Your instructions => Keep to one stretch of the data below, the lines from the one with "pub fn scope_len(&self, panel: &str)" up to and including the one with "no particular order.", and return that stretch exactly.

Raw data =>
■ ■ ■ ■ ■ ■ ■

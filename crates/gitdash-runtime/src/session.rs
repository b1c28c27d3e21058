#![forbid(unsafe_code)]

//! The single-threaded session loop body.
//!
//! A [`Session`] owns the panel controller, a rendering backend, the base
//! [`Dashboard`] and the action runner. Input reaches it as canonical
//! [`Event`]s from either the terminal loop in [`crate::program`] or the
//! headless replay driver, so both paths exercise the same dispatch code.
//!
//! # Dispatch order
//!
//! 1. Keys go to the controller first. A focused modal panel consumes its
//!    bindings and, when editable, unbound printable keys.
//! 2. Unconsumed keys go to the dashboard together with the focused panel.
//! 3. Effects returned by either are applied after the modal panel involved
//!    has been torn down.
//! 4. Finished background actions are drained on every event.

use std::time::Duration;

use gitdash_core::event::{Event, KeyEvent};
use gitdash_outcome::OutcomeReporter;
use gitdash_panels::{
    ActionError, Backend, BackendResult, ConfirmationRequest, Controller, ControllerConfig,
    Dispatch, Effect, Fatal, OpenError, PanelName,
};

use crate::error::RuntimeResult;
use crate::worker::{ActionReport, ActionRunner};

/// The non-modal part of an application: base panels and their keys.
pub trait Dashboard {
    /// Create the base panels. Returns the panel that starts with focus.
    fn init(&mut self, backend: &mut dyn Backend) -> BackendResult<PanelName>;

    /// A key that no modal panel consumed. `focus` is the focused base panel.
    fn on_key(&mut self, key: KeyEvent, focus: Option<&PanelName>) -> Effect;

    /// A background action finished.
    fn on_action(&mut self, report: ActionReport) -> Effect;

    /// Redraw base panels and, when no modal panel is open, the status line.
    fn render(&self, backend: &mut dyn Backend, modal_open: bool) -> BackendResult<()>;

    /// Reposition base panels after the screen size changed.
    fn relayout(&mut self, backend: &mut dyn Backend) -> BackendResult<()> {
        let _ = backend;
        Ok(())
    }
}

/// One interactive session.
pub struct Session<D, B> {
    dashboard: D,
    backend: B,
    controller: Controller,
    runner: ActionRunner,
    reporter: OutcomeReporter,
    running: bool,
}

impl<D: Dashboard, B: Backend> Session<D, B> {
    #[must_use]
    pub fn new(dashboard: D, backend: B, config: ControllerConfig) -> Self {
        Self {
            dashboard,
            backend,
            controller: Controller::new(config),
            runner: ActionRunner::new(),
            reporter: OutcomeReporter::inert(),
            running: true,
        }
    }

    /// Record the session outcome through `reporter`.
    #[must_use]
    pub fn with_reporter(mut self, reporter: OutcomeReporter) -> Self {
        self.reporter = reporter;
        self
    }

    #[must_use]
    pub fn dashboard(&self) -> &D {
        &self.dashboard
    }

    #[must_use]
    pub fn backend(&self) -> &B {
        &self.backend
    }

    pub fn backend_mut(&mut self) -> &mut B {
        &mut self.backend
    }

    #[must_use]
    pub fn controller(&self) -> &Controller {
        &self.controller
    }

    #[must_use]
    pub fn reporter(&self) -> &OutcomeReporter {
        &self.reporter
    }

    #[must_use]
    pub fn is_running(&self) -> bool {
        self.running
    }

    /// Actions still running in the background.
    #[must_use]
    pub fn actions_in_flight(&self) -> usize {
        self.runner.in_flight()
    }

    /// Create base panels, focus the initial one, draw.
    pub fn init(&mut self) -> RuntimeResult<()> {
        let focus = self.dashboard.init(&mut self.backend)?;
        tracing::info!(focus = %focus, "session started");
        self.controller.focus_base(&mut self.backend, focus)?;
        self.render()?;
        Ok(())
    }

    /// Handle one event and redraw.
    pub fn handle_event(&mut self, event: Event) -> Result<(), Fatal> {
        match event {
            Event::Key(key) => self.handle_key(key)?,
            Event::Resize { width, height } => {
                tracing::debug!(width, height, "resize");
                self.controller.relayout(&mut self.backend)?;
                if let Err(e) = self.dashboard.relayout(&mut self.backend) {
                    tracing::warn!(error = %e, "base panel relayout failed");
                }
            }
            Event::Paste(text) => {
                self.controller.paste(&mut self.backend, &text)?;
            }
            Event::Focus(_) | Event::Tick => {}
        }
        self.poll_actions()?;
        self.render_or_log();
        Ok(())
    }

    /// Feed a key through the controller, then the dashboard.
    pub fn handle_key(&mut self, key: KeyEvent) -> Result<(), Fatal> {
        if !key.is_actionable() {
            return Ok(());
        }
        let effect = match self.controller.handle_key(&mut self.backend, key)? {
            Dispatch::Handled(effect) => effect,
            Dispatch::Unhandled => {
                let focus = self.controller.focused().cloned();
                self.dashboard.on_key(key, focus.as_ref())
            }
        };
        self.apply(effect)
    }

    /// Apply reports from finished actions.
    pub fn poll_actions(&mut self) -> Result<(), Fatal> {
        for report in self.runner.drain() {
            self.apply_report(report)?;
        }
        Ok(())
    }

    /// Wait for in-flight actions and apply their reports.
    pub fn settle(&mut self, timeout: Duration) -> Result<(), Fatal> {
        for report in self.runner.wait_idle(timeout) {
            self.apply_report(report)?;
        }
        self.render_or_log();
        Ok(())
    }

    fn apply_report(&mut self, report: ActionReport) -> Result<(), Fatal> {
        tracing::info!(action = %report.label, succeeded = report.succeeded(), "action finished");
        let effect = self.dashboard.on_action(report);
        self.apply(effect)
    }

    /// Apply an effect. Only fatal controller errors propagate.
    pub fn apply(&mut self, effect: Effect) -> Result<(), Fatal> {
        for effect in effect.flatten() {
            match effect {
                Effect::None | Effect::Batch(_) => {}
                Effect::Open(request) => self.open(*request)?,
                Effect::Status(text) => {
                    if let Err(e) = self.backend.set_status(&text) {
                        tracing::warn!(error = %e, "status update failed");
                    }
                }
                Effect::Run(task) => {
                    let label = task.label().to_owned();
                    if let Err(e) = self.runner.spawn(task) {
                        tracing::error!(action = %label, error = %e, "could not start action");
                        let report = ActionReport {
                            label,
                            result: Err(ActionError::new(format!("could not start: {e}"))),
                        };
                        self.apply_report(report)?;
                    }
                }
                Effect::Quit => {
                    tracing::info!("quit requested");
                    self.running = false;
                }
            }
        }
        Ok(())
    }

    /// Open a modal panel. Rejections become a status message.
    pub fn open(&mut self, request: ConfirmationRequest) -> Result<(), Fatal> {
        match self.controller.open(&mut self.backend, request) {
            Ok(()) => Ok(()),
            Err(OpenError::Fatal(fatal)) => Err(fatal),
            Err(e) => {
                tracing::warn!(error = %e, "panel open rejected");
                if let Err(e) = self.backend.set_status(&e.to_string()) {
                    tracing::warn!(error = %e, "status update failed");
                }
                Ok(())
            }
        }
    }

    /// Redraw base panels and flush the backend.
    pub fn render(&mut self) -> BackendResult<()> {
        let modal_open = self.controller.has_modal();
        self.dashboard.render(&mut self.backend, modal_open)?;
        self.backend.present()
    }

    fn render_or_log(&mut self) {
        if let Err(e) = self.render() {
            tracing::warn!(error = %e, "render failed");
        }
    }

    /// Record a clean exit.
    pub fn record_success(&mut self) -> RuntimeResult<bool> {
        Ok(self.reporter.record_success()?)
    }

    /// Record a failed exit.
    pub fn record_failure(&mut self, message: impl Into<String>) -> RuntimeResult<bool> {
        Ok(self.reporter.record_failure(message)?)
    }
}
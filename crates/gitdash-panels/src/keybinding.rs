#![forbid(unsafe_code)]

//! Scoped keybinding router.
//!
//! Bindings live in scopes. Each modal panel gets its own scope, keyed by
//! panel name, and there is one global scope for bindings that fire
//! regardless of focus. Lookup consults the focused panel's scope first and
//! falls back to the global one, so a modal panel's Enter wins over any
//! global Enter while it has focus.
//!
//! Handlers are generic: the panel controller stores small command values,
//! the dashboard stores its own action enum.

use std::collections::HashMap;
use std::fmt;

use gitdash_core::event::{KeyCode, KeyEvent, Modifiers};

use crate::arena::PanelName;

/// Normalized key used as a binding key.
///
/// Shift is dropped for character keys since the character already carries
/// the case (`Q` arrives as `Char('Q')` with or without the shift flag).
#[derive(Debug, Clone, Copy, PartialEq, Eq, Hash)]
pub struct Trigger {
    pub code: KeyCode,
    pub modifiers: Modifiers,
}

impl Trigger {
    #[must_use]
    pub const fn new(code: KeyCode) -> Self {
        Self {
            code,
            modifiers: Modifiers::NONE,
        }
    }

    #[must_use]
    pub const fn with_modifiers(mut self, modifiers: Modifiers) -> Self {
        self.modifiers = modifiers;
        self
    }

    /// Plain character trigger.
    #[must_use]
    pub const fn char(c: char) -> Self {
        Self::new(KeyCode::Char(c))
    }
}

impl From<KeyEvent> for Trigger {
    fn from(key: KeyEvent) -> Self {
        let modifiers = match key.code {
            KeyCode::Char(_) => key.modifiers - Modifiers::SHIFT,
            _ => key.modifiers,
        };
        Self {
            code: key.code,
            modifiers,
        }
    }
}

impl From<KeyCode> for Trigger {
    fn from(code: KeyCode) -> Self {
        Self::new(code)
    }
}

impl fmt::Display for Trigger {
    fn fmt(&self, f: &mut fmt::Formatter<'_>) -> fmt::Result {
        fmt::Display::fmt(&KeyEvent::new(self.code).with_modifiers(self.modifiers), f)
    }
}

/// Where a binding lives.
#[derive(Debug, Clone, PartialEq, Eq, Hash)]
pub enum Scope {
    Global,
    Panel(PanelName),
}

/// The three triggers every confirmation or prompt panel binds.
#[derive(Debug, Clone, Copy, PartialEq, Eq)]
pub struct Keymap {
    pub accept: Trigger,
    /// Bound only on panels that allow multiline input.
    pub newline: Trigger,
    pub cancel: Trigger,
}

impl Default for Keymap {
    fn default() -> Self {
        Self {
            accept: Trigger::new(KeyCode::Enter),
            newline: Trigger::new(KeyCode::Tab),
            cancel: Trigger::new(KeyCode::Escape),
        }
    }
}

impl Keymap {
    /// Hint shown in the status line while a modal panel is open.
    #[must_use]
    pub fn status_hint(&self) -> String {
        format!("{}: close, {}: confirm", self.cancel, self.accept)
    }
}

/// Scoped trigger-to-handler tables.
#[derive(Debug)]
pub struct KeybindingRouter<H> {
    global: HashMap<Trigger, H>,
    panels: HashMap<PanelName, HashMap<Trigger, H>>,
}

impl<H> Default for KeybindingRouter<H> {
    fn default() -> Self {
        Self {
            global: HashMap::new(),
            panels: HashMap::new(),
        }
    }
}

impl<H> KeybindingRouter<H> {
    #[must_use]
    pub fn new() -> Self {
        Self::default()
    }

    /// Bind `trigger` in `panel`'s scope. Returns the handler it displaced.
    pub fn bind(&mut self, panel: &PanelName, trigger: impl Into<Trigger>, handler: H) -> Option<H> {
        self.panels
            .entry(panel.clone())
            .or_default()
            .insert(trigger.into(), handler)
    }

    /// Bind `trigger` in the global scope. Returns the handler it displaced.
    pub fn bind_global(&mut self, trigger: impl Into<Trigger>, handler: H) -> Option<H> {
        self.global.insert(trigger.into(), handler)
    }

    /// Drop `panel`'s whole scope. Returns how many bindings it held.
    pub fn unbind_all(&mut self, panel: &str) -> usize {
        self.panels.remove(panel).map_or(0, |scope| scope.len())
    }

    /// Resolve a trigger for the given focus: panel scope, then global.
    #[must_use]
    pub fn lookup(&self, focus: Option<&PanelName>, trigger: Trigger) -> Option<(Scope, &H)> {
        if let Some(name) = focus {
            if let Some(handler) = self.panels.get(name).and_then(|s| s.get(&trigger)) {
                return Some((Scope::Panel(name.clone()), handler));
            }
        }
        self.global.get(&trigger).map(|h| (Scope::Global, h))
    }

    /// Whether `panel` has any bindings.
    #[must_use]
    pub fn has_scope(&self, panel: &str) -> bool {
        self.panels.contains_key(panel)
    }

    /// Number of bindings in `panel`'s scope.
    #[must_use]
    pub fn scope_len(&self, panel: &str) -> usize {
        self.panels.get(panel).map_or(0, HashMap::len)
    }

    /// Triggers bound in `panel`'s scope, in no particular order.
    pub fn triggers(&self, panel: &str) -> impl Iterator<Item = Trigger> + '_ {
        self.panels
            .get(panel)
            .into_iter()
            .flat_map(|scope| scope.keys().copied())
    }

    /// Number of panel scopes currently registered.
    #[must_use]
    pub fn scope_count(&self) -> usize {
        self.panels.len()
    }
}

■ ■ ■ ■ ■ ■ ■

Exercise output =>
    pub fn scope_len(&self, panel: &str) -> usize {
        self.panels.get(panel).map_or(0, HashMap::len)
    }

    /// Triggers bound in `panel`'s scope, in no particular order.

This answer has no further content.